Harré tackled many different aspects of psychology and the social sciences at large with his critical look and his conviction that the social sciences had to change dramatically in order to have an explanatory power. In 1998 he started working on the development of Positioning Theory. During a sabbatical at Oxford, VUB professor Luk Van Langenhove joined Harré in this endeavor and together they started to work on a series of books aimed to ‘rethink psychology” as well as on developing the theoretical foundations of positioning theory. Today, Positioning Theory is used within both philosophy and social scientific approaches aimed at conflict analysis, analyses of power relations, and the study of narrative structures in teacher/pupil interactions. The development and impact of positioning theory can be understood as part of a second cognitive revolution within psychology. Whereas the first cognitive revolution involved incorporating cognition as both thoughts and feelings as an ineliminable part of psychology and social sciences, this second revolution released this cognition from a focus on individuals, and towards a focus of understanding individuals as participating in public practices using public discourses as part of their cognition.
 
Rom Harré’s contribution to the philosophy of science, the ontology of social sciences in general and the methodology of psychology in particular, will have lasting effects on the psychological and social sciences.

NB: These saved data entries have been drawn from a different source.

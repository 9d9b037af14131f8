//! Camera calibration types.

use nalgebra::Point3;

#[cfg(feature = "serde")]
use serde::{Deserialize, Serialize};

use placement_types::RigidPose;

/// Camera intrinsic parameters (pinhole model, no distortion).
///
/// Projects a camera-frame point `[X, Y, Z]` to pixel coordinates:
/// ```text
/// u = fx * X/Z + cx
/// v = fy * Y/Z + cy
/// ```
///
/// # Example
///
/// ```
/// use percept_types::CameraIntrinsics;
///
/// let intrinsics = CameraIntrinsics::ideal(500.0, 640, 480);
/// assert_eq!(intrinsics.cx, 320.0);
/// ```
#[derive(Debug, Clone, Copy, PartialEq)]
#[cfg_attr(feature = "serde", derive(Serialize, Deserialize))]
pub struct CameraIntrinsics {
    /// Focal length in pixels (x direction).
    pub fx: f64,
    /// Focal length in pixels (y direction).
    pub fy: f64,
    /// Principal point x-coordinate in pixels.
    pub cx: f64,
    /// Principal point y-coordinate in pixels.
    pub cy: f64,
    /// Image width in pixels.
    pub width: u32,
    /// Image height in pixels.
    pub height: u32,
}

impl CameraIntrinsics {
    /// Creates new camera intrinsics.
    #[must_use]
    pub const fn new(fx: f64, fy: f64, cx: f64, cy: f64, width: u32, height: u32) -> Self {
        Self {
            fx,
            fy,
            cx,
            cy,
            width,
            height,
        }
    }

    /// Creates intrinsics for an ideal pinhole camera centered in the image.
    #[must_use]
    pub fn ideal(focal_length: f64, width: u32, height: u32) -> Self {
        Self {
            fx: focal_length,
            fy: focal_length,
            cx: f64::from(width) / 2.0,
            cy: f64::from(height) / 2.0,
            width,
            height,
        }
    }

    /// Projects a camera-frame point to pixel coordinates.
    ///
    /// Returns `None` if the point is behind the camera (Z ≤ 0).
    #[must_use]
    pub fn project(&self, point: &Point3<f64>) -> Option<[f64; 2]> {
        if point.z <= 0.0 {
            return None;
        }
        Some([
            self.fx * point.x / point.z + self.cx,
            self.fy * point.y / point.z + self.cy,
        ])
    }

    /// Unprojects a pixel at the given depth to a camera-frame point.
    #[must_use]
    pub fn unproject(&self, u: f64, v: f64, depth: f64) -> Point3<f64> {
        Point3::new(
            (u - self.cx) / self.fx * depth,
            (v - self.cy) / self.fy * depth,
            depth,
        )
    }
}

impl Default for CameraIntrinsics {
    fn default() -> Self {
        Self::ideal(500.0, 640, 480)
    }
}

/// Camera extrinsics: the camera's pose in the world frame.
///
/// A camera-frame point `p` maps to the world as `pose ∘ p`.
#[derive(Debug, Clone, Copy, PartialEq)]
#[cfg_attr(feature = "serde", derive(Serialize, Deserialize))]
pub struct CameraExtrinsics {
    /// Camera-to-world pose.
    pub pose: RigidPose,
}

impl CameraExtrinsics {
    /// Creates extrinsics from a camera-to-world pose.
    #[must_use]
    pub const fn new(pose: RigidPose) -> Self {
        Self { pose }
    }

    /// Transforms a camera-frame point into world coordinates.
    #[must_use]
    pub fn camera_to_world(&self, point: &Point3<f64>) -> Point3<f64> {
        self.pose.transform_point(point)
    }
}

/// A camera's full calibration, as persisted with demonstrations.
#[derive(Debug, Clone, Copy, PartialEq)]
#[cfg_attr(feature = "serde", derive(Serialize, Deserialize))]
pub struct CameraCalibration {
    /// Intrinsic parameters.
    pub intrinsics: CameraIntrinsics,
    /// Extrinsic parameters.
    pub extrinsics: CameraExtrinsics,
}

#[cfg(test)]
#[allow(clippy::unwrap_used, clippy::expect_used)]
mod tests {
    use super::*;
    use approx::assert_relative_eq;
    use nalgebra::UnitQuaternion;

    #[test]
    fn test_project_unproject_round_trip() {
        let intrinsics = CameraIntrinsics::ideal(500.0, 640, 480);
        let point = Point3::new(0.2, -0.1, 1.5);
        let [u, v] = intrinsics.project(&point).unwrap();
        let back = intrinsics.unproject(u, v, point.z);
        assert_relative_eq!(back.coords, point.coords, epsilon = 1e-9);
    }

    #[test]
    fn test_project_behind_camera() {
        let intrinsics = CameraIntrinsics::default();
        assert!(intrinsics.project(&Point3::new(0.0, 0.0, -1.0)).is_none());
    }

    #[test]
    fn test_camera_to_world() {
        let pose = RigidPose::new(
            Point3::new(0.0, 0.0, 1.0),
            UnitQuaternion::from_euler_angles(0.0, 0.0, std::f64::consts::PI),
        );
        let extrinsics = CameraExtrinsics::new(pose);
        let world = extrinsics.camera_to_world(&Point3::new(1.0, 0.0, 0.0));
        assert_relative_eq!(world.x, -1.0, epsilon = 1e-9);
        assert_relative_eq!(world.z, 1.0, epsilon = 1e-9);
    }
}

His book ‘The explanation of social behavior’ that he wrote in 1974 with Paul Secord, has been recognized as a ‘citation classic’. In 2010 he received the Lifetime Achievement Award from the American Psychological Association. Today, we can only be grateful that Harré left us an overwhelming and complex oeuvre that deserves to be further disseminated. Harré was a born optimist, and a believer in the possibility of societal and personal change.
 
 
Books that summarize and evaluate his work are:

  • Bhaskar, R. (1990). Rom Harré and his critics. Oxford: Basil Blackwell
  • Rothbart, D. (2004). Modeling: Gateway to the unknown. A Work by Rom Harré. Amsterdam: Elsevier.
  • Van Langenhove (2011). People and Societies.  Rom Harré and designing the Social Sciences. London: Routledge.
  • Bo Allesøe. (2019). The Second Cognitive Revolution. A tribute to Rom Harré. Springer, New York.